So called image recognition technologies have been developed for various applications including traffic safety, aerospace positioning, etc. Some of such technologies are briefly described in the following:
Feature Extraction and Image Recognition
One of major methods to handle imagery data is a feature based method in which specific subsets representing particular characteristics are sought in an image and tracked over multiple images. Feature extraction will look for mathematical characteristics representing a distinguishable special feature, e.g., an edge or a corner, while image recognition will look for an object, e.g., a traffic sign, by correlating a subset with a prepared object template.

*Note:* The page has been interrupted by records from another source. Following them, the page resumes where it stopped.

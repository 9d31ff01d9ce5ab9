//! Integration tests for sorting, uniqueness, and canonicalization.

use weft_algebra::{remove_duplicates, remove_duplicates_by, setify, sort, uniq, uniq_by};
use weft_combinator::{Callable, predicate2};
use weft_foundation::{Entity, Seq, is_same};

fn ints(ns: &[i64]) -> Seq {
    ns.iter().map(|&n| Entity::int(n)).collect()
}

fn int_less() -> Callable {
    predicate2("int-less", |a, b| {
        a.as_int().zip(b.as_int()).is_some_and(|(a, b)| a < b)
    })
}

#[test]
fn sort_orders_under_the_supplied_comparison() {
    assert_eq!(
        sort(&int_less(), &ints(&[5, 1, 4, 2, 3])).unwrap(),
        ints(&[1, 2, 3, 4, 5])
    );
    // Descending comparison sorts descending.
    let greater = predicate2("int-greater", |a, b| {
        a.as_int().zip(b.as_int()).is_some_and(|(a, b)| a > b)
    });
    assert_eq!(
        sort(&greater, &ints(&[5, 1, 4, 2, 3])).unwrap(),
        ints(&[5, 4, 3, 2, 1])
    );
}

#[test]
fn sort_is_stable_for_equal_keys() {
    // (key, tag) pairs; comparison looks only at the key.
    let pair =
        |k: i64, tag: &str| Entity::pack([Entity::int(k), Entity::str(tag)].into_iter().collect());
    let key_less = predicate2("key-less", |a, b| {
        let key = |e: &Entity| e.expand().and_then(|s| s.get(0)?.as_int());
        key(a).zip(key(b)).is_some_and(|(a, b)| a < b)
    });

    let input: Seq = [
        pair(1, "a"),
        pair(1, "b"),
        pair(0, "c"),
        pair(1, "d"),
        pair(0, "e"),
    ]
    .into_iter()
    .collect();
    let expected: Seq = [
        pair(0, "c"),
        pair(0, "e"),
        pair(1, "a"),
        pair(1, "b"),
        pair(1, "d"),
    ]
    .into_iter()
    .collect();
    assert_eq!(sort(&key_less, &input).unwrap(), expected);
}

#[test]
fn sort_handles_large_scrambled_input() {
    let n = 2_000i64;
    let scrambled: Seq = (0..n).map(|i| Entity::int((i * 7919) % n)).collect();
    let sorted = sort(&int_less(), &scrambled).unwrap();
    let expected: Seq = (0..n).map(Entity::int).collect();
    assert_eq!(sorted, expected);
}

#[test]
fn uniq_collapses_runs_only() {
    assert_eq!(uniq(&ints(&[1, 1, 2, 3, 3, 3, 1])).unwrap(), ints(&[1, 2, 3, 1]));
    assert_eq!(uniq(&Seq::new()).unwrap(), Seq::new());
}

#[test]
fn uniq_by_uses_the_supplied_equivalence() {
    // Equivalence by parity: runs of same-parity values collapse.
    let same_parity = predicate2("same-parity", |a, b| {
        a.as_int().zip(b.as_int()).is_some_and(|(a, b)| a % 2 == b % 2)
    });
    assert_eq!(
        uniq_by(&same_parity, &ints(&[2, 4, 6, 3, 5, 8])).unwrap(),
        ints(&[2, 3, 8])
    );
}

#[test]
fn remove_duplicates_is_global_first_wins() {
    assert_eq!(remove_duplicates(&ints(&[1, 2, 1, 3, 2])).unwrap(), ints(&[1, 2, 3]));

    let same_parity = predicate2("same-parity", |a, b| {
        a.as_int().zip(b.as_int()).is_some_and(|(a, b)| a % 2 == b % 2)
    });
    assert_eq!(
        remove_duplicates_by(&same_parity, &ints(&[7, 2, 9, 4, 11])).unwrap(),
        ints(&[7, 2])
    );
}

#[test]
fn setify_makes_sequences_set_comparable() {
    let a: Seq = [
        Entity::int(3),
        Entity::str("s"),
        Entity::symbol("m", "f"),
        Entity::int(3),
    ]
    .into_iter()
    .collect();
    let b: Seq = [
        Entity::symbol("m", "f"),
        Entity::int(3),
        Entity::int(3),
        Entity::str("s"),
    ]
    .into_iter()
    .collect();

    assert!(is_same(&Entity::pack(setify(&a)), &Entity::pack(setify(&b))));

    // Different multiplicities do not setify equal.
    let c: Seq = [Entity::int(3), Entity::str("s"), Entity::symbol("m", "f")]
        .into_iter()
        .collect();
    assert!(!is_same(&Entity::pack(setify(&a)), &Entity::pack(setify(&c))));
}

Feature Extraction And Positioning in Aerospace Application
Feature extraction approach is commonly employed in aerospace application in the way of integrating miscellaneous feature positioning and navigation for navigation accuracy enhancement. This technical area has been actively studied since first application took place in lunar landing mission of the Apollo project in 1968 to the recent application in aerial reconnaissance. The most noticeable development in modern history common in numerous aerospace applications is deemed SLAM, or Simultaneous Localization And Mapping, originally developed in 1986 for robotics. The original concept of SLAM was aimed at dead reckoning with the following functions: (1) extraction of miscellaneous imagery features; (2) estimation of extracted feature positions; (3) estimation of camera position and orientation; and (4) registration of miscellaneous feature positions in the database for the re-calibration purpose upon next arrival.
Image Recognition in Automotive Application
Meanwhile, automotive application of visual cues has been developed primarily in image recognition to detect particular objects beneficial to drivers, such as, highway lanes, traffic signs, and pedestrians. This is mainly because visual cues have been more appreciated for human interface rather than navigation accuracy enhancement in automotive application.
Feature Positioning in DARPA GRAND CHALLENGE
Automotive application of integrated feature positioning and navigation systems has called rapid public interests upon recent DARPA Grand Challenge. In this open public race, autonomously guided uninhabited vehicles (i.e., robots) use SLAM technology just like aerospace application to dodge obstacles and make the right paths with measurements from Light Detection and Ranging (LIDAR) sensors, radars, cameras, inertial sensors, and GPS receivers. In this scenario, unlike conventional automotive application, visual cues are used mainly for navigation aid but not for image recognition disregarding human interface because of “uninhabited” and “precision” nature of the mission.
Image Recognition and Feature Positioning in Future
Learning from this very-high-end application, automotive industry is now seeking for low-cost solutions to use visual cues not only for image recognition but also for feature extraction and possibly positioning to achieve extended performance in navigation and drive assist, such as, lane guidance, safety-level navigation accuracy, driver's motion intent inference, etc.
Therefore, there is a need of a new architecture to use visual cues not only for object recognition but also for feature extraction and positioning in automotive application with low-cost sensor configurations for navigation accuracy enhancement and extended drive assist applications.